There's also nothing stopping a bit of both from being the case; a protein-deficient diet of over-processed foods starts a process of excessive refined carbohydrate intake, which then causes metabolic syndrome, which results in great apparent improvement if you switch to a low-card diet specifically because of the metabolic syndrome even though it may, technically, be a secondary problem. I'm not advocating for that, but I can't disprove that; it fits a great deal of what we see, it seems to me, it just isn't unique in that way yet.
(My only strong position in this debate is that the current conventional wisdom is wrong, and the Puritan-inspired attitudes about how it's "just calories" and therefore the only acceptable explanations are a shocking degeneracy in the modern human, and also tutt tutt and shame on them, are double-wrong. The real science is interesting, and still surprisingly unsettled.)
Isn't tokenadult a biological implementation of an autoFPR system? ;). His posts are long, well-thought, full of references and appear so quickly that I'm damn sure he's copy-pasting things from his personal Wiki or research notes.

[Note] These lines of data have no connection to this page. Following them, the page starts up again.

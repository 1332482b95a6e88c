mod common;

use common::{
    add_feature_layer, column_names, create_gpkg, insert_feature, point_blob, read_ids,
    read_outputs,
};
use lumgroup_core::{
    open_gpkg, FieldOutcome, FieldReport, GpkgLayerRepository, IdError, ReconcileOptions,
    ReconcileReport, ReconcileService, RepoError, ServiceError,
};
use rusqlite::Connection;
use tempfile::TempDir;

fn streetlights(dir: &TempDir, extra_columns: &[(&str, &str)]) -> Connection {
    let path = dir.path().join("streetlights.gpkg");
    {
        let conn = create_gpkg(&path);
        add_feature_layer(&conn, "streetlights", "POINT", 4326, extra_columns);
    }
    open_gpkg(&path).unwrap()
}

fn run(conn: &Connection) -> Result<ReconcileReport, ServiceError> {
    let repo = GpkgLayerRepository::try_new(conn, "streetlights").unwrap();
    ReconcileService::new(repo, ReconcileOptions::default()).run()
}

#[test]
fn repairs_ids_and_groups_shared_geometries() {
    let dir = TempDir::new().unwrap();
    let conn = streetlights(&dir, &[("ID", "INTEGER")]);
    insert_feature(&conn, "streetlights", 1, Some(point_blob(1.0, 1.0)), Some(3));
    insert_feature(&conn, "streetlights", 2, Some(point_blob(1.0, 1.0)), None);
    insert_feature(&conn, "streetlights", 3, Some(point_blob(2.0, 2.0)), Some(3));

    let report = run(&conn).unwrap();

    assert_eq!(
        read_outputs(&conn, "streetlights"),
        vec![
            (1, Some(3), Some(3), Some(2)),
            (2, Some(4), Some(3), Some(0)),
            (3, Some(5), Some(5), Some(1)),
        ]
    );
    assert_eq!(report.layer, "streetlights");
    assert_eq!(report.feature_count, 3);
    assert_eq!(report.ids.null_repaired, 1);
    assert_eq!(report.ids.duplicates_repaired, 1);
    assert_eq!(report.ids.max_id, 5);
    assert_eq!(report.grouping.groups, 2);
    assert_eq!(report.grouping.largest_group, 2);
    assert_eq!(report.grouping.shared_records, 2);
    assert!(report.skipped_outputs.is_empty());
    assert_eq!(report.values_written, report.edits_staged);
    assert!(report
        .fields
        .iter()
        .all(|field| field.outcome == FieldOutcome::Created));
}

#[test]
fn second_run_is_stable() {
    let dir = TempDir::new().unwrap();
    let conn = streetlights(&dir, &[("ID", "INTEGER")]);
    insert_feature(&conn, "streetlights", 1, Some(point_blob(1.0, 1.0)), Some(3));
    insert_feature(&conn, "streetlights", 2, Some(point_blob(1.0, 1.0)), None);
    insert_feature(&conn, "streetlights", 3, Some(point_blob(2.0, 2.0)), Some(3));

    run(&conn).unwrap();
    let first = read_outputs(&conn, "streetlights");
    let columns = column_names(&conn, "streetlights");

    let report = run(&conn).unwrap();
    assert_eq!(read_outputs(&conn, "streetlights"), first);
    assert_eq!(column_names(&conn, "streetlights"), columns);
    assert!(!report.ids.changed());
    assert!(report
        .fields
        .iter()
        .all(|field| field.outcome == FieldOutcome::AlreadyPresent));
    // Only the group sizes are rewritten.
    assert_eq!(report.edits_staged, 3);
}

#[test]
fn null_geometries_form_one_group() {
    let dir = TempDir::new().unwrap();
    let conn = streetlights(&dir, &[("ID", "INTEGER")]);
    insert_feature(&conn, "streetlights", 1, None, Some(8));
    insert_feature(&conn, "streetlights", 2, Some(point_blob(5.0, 5.0)), Some(2));
    insert_feature(&conn, "streetlights", 3, None, Some(4));

    run(&conn).unwrap();

    assert_eq!(
        read_outputs(&conn, "streetlights"),
        vec![
            (1, Some(8), Some(4), Some(0)),
            (2, Some(2), Some(2), Some(1)),
            (3, Some(4), Some(4), Some(2)),
        ]
    );
}

#[test]
fn existing_fields_are_matched_case_insensitively() {
    let dir = TempDir::new().unwrap();
    let conn = streetlights(&dir, &[("id", "INTEGER"), ("item", "INTEGER")]);
    insert_feature(&conn, "streetlights", 1, Some(point_blob(0.0, 0.0)), Some(1));

    let report = run(&conn).unwrap();

    assert_eq!(report.fields[0].field, "ITEM");
    assert_eq!(report.fields[0].outcome, FieldOutcome::AlreadyPresent);
    assert_eq!(report.fields[1].field, "LumCantPos");
    assert_eq!(report.fields[1].outcome, FieldOutcome::Created);
    assert_eq!(
        column_names(&conn, "streetlights"),
        vec!["fid", "geom", "id", "item", "LumCantPos"]
    );
    assert_eq!(
        read_outputs(&conn, "streetlights"),
        vec![(1, Some(1), Some(1), Some(1))]
    );
}

#[test]
fn empty_layer_only_gains_fields() {
    let dir = TempDir::new().unwrap();
    let conn = streetlights(&dir, &[("ID", "INTEGER")]);

    let report = run(&conn).unwrap();

    assert_eq!(report.feature_count, 0);
    assert_eq!(report.ids.max_id, 0);
    assert_eq!(report.grouping.groups, 0);
    assert_eq!(report.values_written, 0);
    assert!(report.fields.iter().all(FieldReport::is_available));
    assert_eq!(
        column_names(&conn, "streetlights"),
        vec!["fid", "geom", "ID", "ITEM", "LumCantPos"]
    );
}

#[test]
fn layer_without_id_column_is_left_untouched() {
    let dir = TempDir::new().unwrap();
    let conn = streetlights(&dir, &[("NAME", "TEXT")]);
    conn.execute(
        "INSERT INTO streetlights (fid, geom, NAME) VALUES (1, ?1, 'north');",
        [point_blob(0.0, 0.0)],
    )
    .unwrap();

    let err = run(&conn).unwrap_err();

    assert!(matches!(
        err,
        ServiceError::Repo(RepoError::MissingColumn { ref column, .. }) if column == "ID"
    ));
    assert_eq!(
        column_names(&conn, "streetlights"),
        vec!["fid", "geom", "NAME"]
    );
}

#[test]
fn undecodable_geometry_aborts_before_schema_or_values_change() {
    let dir = TempDir::new().unwrap();
    let conn = streetlights(&dir, &[("ID", "INTEGER")]);
    insert_feature(&conn, "streetlights", 1, Some(point_blob(0.0, 0.0)), None);
    insert_feature(&conn, "streetlights", 2, Some(b"XX-not-a-geometry".to_vec()), None);

    let err = run(&conn).unwrap_err();

    assert!(matches!(
        err,
        ServiceError::Repo(RepoError::InvalidGeometry { internal_id: 2, .. })
    ));
    assert_eq!(column_names(&conn, "streetlights"), vec!["fid", "geom", "ID"]);
    assert_eq!(read_ids(&conn, "streetlights"), vec![(1, None), (2, None)]);
}

#[test]
fn report_serializes_for_json_output() {
    let dir = TempDir::new().unwrap();
    let conn = streetlights(&dir, &[("ID", "INTEGER")]);
    insert_feature(&conn, "streetlights", 1, Some(point_blob(1.0, 1.0)), None);

    let report = run(&conn).unwrap();
    let json = serde_json::to_value(&report).unwrap();

    assert_eq!(json["layer"], "streetlights");
    assert_eq!(json["ids"]["null_repaired"], 1);
    assert_eq!(json["fields"][0]["outcome"]["status"], "created");
    assert_eq!(json["run_id"], report.run_id.to_string());
}

#[test]
fn exhausted_id_range_aborts_before_schema_or_values_change() {
    let dir = TempDir::new().unwrap();
    let conn = streetlights(&dir, &[("ID", "INTEGER")]);
    insert_feature(&conn, "streetlights", 1, Some(point_blob(0.0, 0.0)), Some(i64::MAX));
    insert_feature(&conn, "streetlights", 2, Some(point_blob(1.0, 1.0)), None);

    let err = run(&conn).unwrap_err();

    assert!(matches!(
        err,
        ServiceError::Ids(IdError::IdSpaceExhausted { max_id: i64::MAX, needed: 1 })
    ));
    assert_eq!(column_names(&conn, "streetlights"), vec!["fid", "geom", "ID"]);
    assert_eq!(
        read_ids(&conn, "streetlights"),
        vec![(1, Some(i64::MAX)), (2, None)]
    );
}

#[test]
fn rejected_commit_rolls_back_every_value() {
    let dir = TempDir::new().unwrap();
    let conn = streetlights(&dir, &[("ID", "INTEGER")]);
    insert_feature(&conn, "streetlights", 1, Some(point_blob(0.0, 0.0)), None);
    insert_feature(&conn, "streetlights", 2, Some(point_blob(0.0, 0.0)), None);
    conn.execute_batch(
        "CREATE TRIGGER streetlights_locked BEFORE UPDATE ON streetlights
         WHEN OLD.fid = 2
         BEGIN
            SELECT RAISE(ABORT, 'row 2 is locked');
         END;",
    )
    .unwrap();

    let err = run(&conn).unwrap_err();

    assert!(matches!(err, ServiceError::CommitFailed(_)));
    assert!(err.to_string().contains("no changes were written"));
    assert_eq!(
        read_outputs(&conn, "streetlights"),
        vec![(1, None, None, None), (2, None, None, None)]
    );
}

'Paleo' diets have little to do with how primitive man actually ate. Most noticeably due to a wildly different bacterial profile.
Our lifestyle is vary different as is our longevity. Not to mention actual palio diets involved a huge variety of local foods that where generally regionally specific.
Don't forget lack of domesticated food. Pretty much every plant and animal we consume has undergone selective breeding, and many are not even native to our prior environments.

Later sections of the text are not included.